Exposure trials at Schiphol were limited to the ED zinc alloy coatings and the two metalceramic
coatings. At the end of the 462 day exposure period red rust was only found on
the as plated ED zinc-nickel coated panels. Trials conducted at Portsmouth covered all
the coatings being studied in the programme and continued for approximately two years.
At the end of this period the performance the following coatings showed no evidence of
red rust:-
• ED cadmium (as plated)
• ED cadmium (plated + passivation)
• ED zinc – nickel (plated + passivation)
• ED zinc – cobalt – iron (as plated)
• ED zinc – cobalt – iron (plated + passivation)
• Delta-tone
• SermeTel 984
• SermeTel 984/985
The PVD and ED aluminium coatings and UMS aluminium – magnesium coatings
generally performed poorly in comparison with electroplated cadmium.
4.2.3 Corrosion tests on scribed panels
Both accelerated corrosion tests and outdoor exposure trials were conducted on coated
panels scribed to expose the steel substrate. The time to first rust in the scribe region
was used as a measure of the ability of the coating to provide sacrificial protection.

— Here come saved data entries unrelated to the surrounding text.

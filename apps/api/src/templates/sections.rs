//! Section builders shared by every template.
//!
//! Each builder returns `None` when its list is empty, and every scalar field is left
//! out when blank, so a sparse record renders as a short surface with no empty headers.

use crate::models::record::ResumeRecord;
use crate::surface::metrics::FontFamily;
use crate::surface::node::{Align, Color, Display, Edges, FontWeight, Justify, Node, Radius, Tag, TextAlign};

/// Visual parameters a template hands to the shared builders.
#[derive(Debug, Clone)]
pub struct Theme {
    pub family: FontFamily,
    pub accent: Color,
    pub text: Color,
    pub muted: Color,
    pub heading_size: f32,
    pub heading_weight: FontWeight,
    /// Thin rule under each section heading.
    pub heading_rule: bool,
    pub heading_align: TextAlign,
    /// Skill chips get this background; `None` renders plain rows.
    pub chip_background: Option<Color>,
}

pub const PROFILE_ALT: &str = "Profile";

// ────────────────────────────────────────────────────────────────────────────
// Field helpers
// ────────────────────────────────────────────────────────────────────────────

pub fn non_blank(s: &str) -> Option<&str> {
    let trimmed = s.trim();
    (!trimmed.is_empty()).then_some(trimmed)
}

/// "start - end", "start - Present", or just the end date.
pub fn date_range(start: &str, end: &str) -> Option<String> {
    match (non_blank(start), non_blank(end)) {
        (Some(s), Some(e)) => Some(format!("{s} - {e}")),
        (Some(s), None) => Some(format!("{s} - Present")),
        (None, Some(e)) => Some(e.to_string()),
        (None, None) => None,
    }
}

/// Joins the non-blank parts with `sep`.
pub fn join_present<S: AsRef<str>>(parts: &[S], sep: &str) -> Option<String> {
    let present: Vec<&str> = parts.iter().filter_map(|p| non_blank(p.as_ref())).collect();
    (!present.is_empty()).then(|| present.join(sep))
}

/// Title line: the explicit title, else the selected profession.
pub fn headline(record: &ResumeRecord) -> Option<String> {
    non_blank(&record.personal_info.title)
        .map(str::to_string)
        .or_else(|| record.effective_profession())
}

/// Contact values in display order, blanks dropped.
pub fn contact_items(record: &ResumeRecord) -> Vec<String> {
    let info = &record.personal_info;
    [&info.email, &info.phone, &info.location]
        .into_iter()
        .chain(info.social_links.iter())
        .filter_map(|s| non_blank(s))
        .map(str::to_string)
        .collect()
}

pub fn profile_photo(record: &ResumeRecord, size: f32) -> Option<Node> {
    non_blank(&record.personal_info.profile_picture).map(|src| {
        Node::img(src, PROFILE_ALT).style(|s| {
            s.width = Some(size);
            s.height = Some(size);
            s.radius = Radius::Full;
        })
    })
}

// ────────────────────────────────────────────────────────────────────────────
// Building blocks
// ────────────────────────────────────────────────────────────────────────────

fn section(class: &str, title: &str, theme: &Theme) -> Node {
    Node::new(Tag::Section)
        .class(class)
        .style(|s| s.margin_bottom = 24.0)
        .child(heading(title, theme))
}

fn heading(title: &str, theme: &Theme) -> Node {
    let (size, weight, color, align) = (
        theme.heading_size,
        theme.heading_weight,
        theme.accent,
        theme.heading_align,
    );
    let rule = theme.heading_rule.then_some((1.0, theme.muted));
    Node::text(Tag::H2, title).style(|s| {
        s.font_size = Some(size);
        s.font_weight = Some(weight);
        s.color = Some(color);
        s.text_align = Some(align);
        s.margin_bottom = 10.0;
        s.border_bottom = rule;
        if rule.is_some() {
            s.padding.bottom = 4.0;
        }
    })
}

fn muted(tag: Tag, text: impl Into<String>, theme: &Theme) -> Node {
    let color = theme.muted;
    Node::text(tag, text).style(|s| {
        s.color = Some(color);
        s.font_size = Some(12.0);
    })
}

fn bullets(items: &[String]) -> Option<Node> {
    let items: Vec<Node> = items
        .iter()
        .filter_map(|a| non_blank(a))
        .map(|a| {
            Node::text(Tag::Li, a).style(|s| {
                s.marker = true;
                s.margin_bottom = 2.0;
            })
        })
        .collect();
    (!items.is_empty()).then(|| {
        Node::new(Tag::Ul)
            .style(|s| {
                s.padding.left = 12.0;
                s.margin_top = 4.0;
            })
            .children(items)
    })
}

/// One entry: title row with the date pinned right, then optional subtitle,
/// description, bullets and a technology line.
struct Entry<'a> {
    title: Option<String>,
    subtitle: Option<String>,
    dates: Option<String>,
    description: &'a str,
    bullets: &'a [String],
    tags: &'a [String],
}

impl Entry<'_> {
    fn into_node(self, theme: &Theme) -> Option<Node> {
        let mut node = Node::new(Tag::Div).class("entry").style(|s| s.margin_bottom = 12.0);

        if self.title.is_some() || self.dates.is_some() {
            let mut row = Node::new(Tag::Div).style(|s| {
                s.display = Display::Flex;
                s.justify = Justify::SpaceBetween;
                s.align_items = Align::Center;
            });
            if let Some(title) = self.title {
                row = row.child(Node::text(Tag::H3, title).style(|s| s.font_size = Some(15.0)));
            }
            if let Some(dates) = self.dates {
                row = row.child(muted(Tag::Span, dates, theme));
            }
            node = node.child(row);
        }
        if let Some(subtitle) = self.subtitle {
            let accent = theme.accent;
            node = node.child(Node::text(Tag::P, subtitle).style(|s| s.color = Some(accent)));
        }
        if let Some(description) = non_blank(self.description) {
            node = node.child(Node::text(Tag::P, description).style(|s| s.margin_top = 4.0));
        }
        if let Some(list) = bullets(self.bullets) {
            node = node.child(list);
        }
        if let Some(tags) = join_present(self.tags, ", ") {
            node = node.child(muted(Tag::P, tags, theme).style(|s| s.margin_top = 4.0));
        }

        (!node.is_empty()).then_some(node)
    }
}

fn list_section<T>(
    class: &str,
    title: &str,
    items: &[T],
    theme: &Theme,
    entry: impl Fn(&T) -> Entry<'_>,
) -> Option<Node> {
    let entries: Vec<Node> = items
        .iter()
        .filter_map(|item| entry(item).into_node(theme))
        .collect();
    (!entries.is_empty()).then(|| section(class, title, theme).children(entries))
}

// ────────────────────────────────────────────────────────────────────────────
// Sections
// ────────────────────────────────────────────────────────────────────────────

pub fn summary(record: &ResumeRecord, theme: &Theme) -> Option<Node> {
    non_blank(&record.personal_info.summary).map(|text| {
        section("summary-section", "Professional Summary", theme)
            .child(Node::text(Tag::P, text).style(|s| s.line_height = Some(1.5)))
    })
}

pub fn experience(record: &ResumeRecord, theme: &Theme) -> Option<Node> {
    list_section("experience-section", "Experience", &record.experience, theme, |e| Entry {
        title: non_blank(&e.position).map(str::to_string),
        subtitle: join_present(&[&e.company, &e.location], " · "),
        dates: date_range(&e.start_date, &e.end_date),
        description: &e.description,
        bullets: &e.achievements,
        tags: &e.technologies,
    })
}

pub fn education(record: &ResumeRecord, theme: &Theme) -> Option<Node> {
    list_section("education-section", "Education", &record.education, theme, |e| Entry {
        title: join_present(&[&e.degree, &e.field], " in "),
        subtitle: non_blank(&e.institution).map(|i| match non_blank(&e.gpa) {
            Some(gpa) => format!("{i} · GPA {gpa}"),
            None => i.to_string(),
        }),
        dates: date_range(&e.start_date, &e.end_date),
        description: "",
        bullets: &e.achievements,
        tags: &[],
    })
}

pub fn skills(record: &ResumeRecord, theme: &Theme) -> Option<Node> {
    let chip = theme.chip_background;
    let muted_color = theme.muted;
    let items: Vec<Node> = record
        .skills
        .iter()
        .filter_map(|skill| {
            let name = non_blank(&skill.name)?;
            let mut detail = skill.level.label().to_string();
            if skill.years_of_experience > 0 {
                let unit = if skill.years_of_experience == 1 { "yr" } else { "yrs" };
                detail.push_str(&format!(", {} {unit}", skill.years_of_experience));
            }
            Some(
                Node::new(Tag::Div)
                    .class("skill-item")
                    .style(|s| {
                        s.display = Display::Flex;
                        s.align_items = Align::Center;
                        s.gap = 6.0;
                        if let Some(bg) = chip {
                            s.background = Some(bg);
                            s.padding = Edges::xy(10.0, 4.0);
                            s.radius = Radius::Full;
                        }
                    })
                    .child(Node::text(Tag::Span, name).style(|s| s.font_weight = Some(FontWeight::Bold)))
                    .child(Node::text(Tag::Span, detail).style(|s| {
                        s.color = Some(muted_color);
                        s.font_size = Some(12.0);
                    })),
            )
        })
        .collect();
    if items.is_empty() {
        return None;
    }
    let list = Node::new(Tag::Div).class("skill-list").style(|s| {
        s.display = Display::Flex;
        s.wrap = true;
        s.gap = 8.0;
    });
    Some(
        section("skills-section", "Skills", theme).child(list.children(items)),
    )
}

pub fn projects(record: &ResumeRecord, theme: &Theme) -> Option<Node> {
    list_section("projects-section", "Projects", &record.projects, theme, |p| Entry {
        title: non_blank(&p.name).map(str::to_string),
        subtitle: non_blank(&p.link).map(str::to_string),
        dates: date_range(&p.start_date, &p.end_date),
        description: &p.description,
        bullets: &p.achievements,
        tags: &p.technologies,
    })
}

pub fn languages(record: &ResumeRecord, theme: &Theme) -> Option<Node> {
    let items: Vec<Node> = record
        .languages
        .iter()
        .filter_map(|l| {
            let name = non_blank(&l.name)?;
            let text = match non_blank(&l.proficiency) {
                Some(p) => format!("{name} ({p})"),
                None => name.to_string(),
            };
            Some(Node::text(Tag::Span, text))
        })
        .collect();
    (!items.is_empty()).then(|| {
        section("languages-section", "Languages", theme).child(
            Node::new(Tag::Div)
                .style(|s| {
                    s.display = Display::Flex;
                    s.wrap = true;
                    s.gap = 16.0;
                })
                .children(items),
        )
    })
}

pub fn certifications(record: &ResumeRecord, theme: &Theme) -> Option<Node> {
    list_section("certifications-section", "Certifications", &record.certifications, theme, |c| Entry {
        title: non_blank(&c.name).map(str::to_string),
        subtitle: join_present(
            &[
                c.issuer.clone(),
                non_blank(&c.credential_id)
                    .map(|id| format!("ID {id}"))
                    .unwrap_or_default(),
            ],
            " · ",
        ),
        dates: match (non_blank(&c.date), non_blank(&c.expiry_date)) {
            (Some(d), Some(x)) => Some(format!("{d} - {x}")),
            (Some(d), None) => Some(d.to_string()),
            (None, Some(x)) => Some(format!("Expires {x}")),
            (None, None) => None,
        },
        description: "",
        bullets: &[],
        tags: &[],
    })
}

pub fn awards(record: &ResumeRecord, theme: &Theme) -> Option<Node> {
    list_section("awards-section", "Awards", &record.awards, theme, |a| Entry {
        title: non_blank(&a.title).map(str::to_string),
        subtitle: non_blank(&a.issuer).map(str::to_string),
        dates: non_blank(&a.date).map(str::to_string),
        description: &a.description,
        bullets: &[],
        tags: &[],
    })
}

pub fn volunteer(record: &ResumeRecord, theme: &Theme) -> Option<Node> {
    list_section("volunteer-section", "Volunteer Work", &record.volunteer, theme, |v| Entry {
        title: non_blank(&v.role).map(str::to_string),
        subtitle: non_blank(&v.organization).map(str::to_string),
        dates: date_range(&v.start_date, &v.end_date),
        description: &v.description,
        bullets: &[],
        tags: &[],
    })
}

pub fn publications(record: &ResumeRecord, theme: &Theme) -> Option<Node> {
    list_section("publications-section", "Publications", &record.publications, theme, |p| Entry {
        title: non_blank(&p.title).map(str::to_string),
        subtitle: join_present(&[&p.publisher, &p.link], " · "),
        dates: non_blank(&p.date).map(str::to_string),
        description: &p.description,
        bullets: &[],
        tags: &[],
    })
}

pub fn references(record: &ResumeRecord, theme: &Theme) -> Option<Node> {
    list_section("references-section", "References", &record.references, theme, |r| Entry {
        title: non_blank(&r.name).map(str::to_string),
        subtitle: match (non_blank(&r.position), non_blank(&r.company)) {
            (Some(p), Some(c)) => Some(format!("{p}, {c}")),
            (p, c) => p.or(c).map(str::to_string),
        },
        dates: None,
        description: "",
        bullets: &[],
        tags: &[],
    }
    .with_contact(&r.email, &r.phone))
}

impl Entry<'_> {
    /// Appends contact details to the subtitle line.
    fn with_contact(mut self, email: &str, phone: &str) -> Self {
        if let Some(contact) = join_present(&[email, phone], " · ") {
            self.subtitle = Some(match self.subtitle {
                Some(s) => format!("{s} · {contact}"),
                None => contact,
            });
        }
        self
    }
}

/// Every body section in the standard order, empty ones dropped.
pub fn body_sections(record: &ResumeRecord, theme: &Theme) -> Vec<Node> {
    [
        summary(record, theme),
        experience(record, theme),
        education(record, theme),
        skills(record, theme),
        projects(record, theme),
        certifications(record, theme),
        languages(record, theme),
        awards(record, theme),
        volunteer(record, theme),
        publications(record, theme),
        references(record, theme),
    ]
    .into_iter()
    .flatten()
    .collect()
}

A) Accelerated corrosion tests
Results obtained from neutral salt fog testing showed large variations in time to rust
between the three laboratories carrying out the tests. For the purposes of this
investigation, the salt fog test has been used simply to rank the various coatings in terms
of their ability to sacrificially protect the substrate. The results obtained are summarised
in table 7. The main area of difference between the test results concerns the relative
performances of the SermeTel 984 and SermeTel 984/985 coatings. In the DERA tests
rusting in the scribe was detected after 168 hours exposure whilst in the Shorts and
Fokker trials times exceeding 2000 hours were reported (see Annex C). Electrochemical
measurements indicate that the potential difference between the coating and substrate is
much lower than for the zinc based coatings. Relatively short times to rusting might
therefore be expected. The discrepancy between the results may possibly be associated
with differences in the width of the scribe. This will be more significant with thick coatings
than with thinner coatings such as ED zinc-nickel.
With the exception of the SermeTel coatings, the general pattern of results is consistent
with the findings of the electrochemical studies. These established that the zinc based
systems provide a higher level of sacrificial protection than pure aluminium coatings.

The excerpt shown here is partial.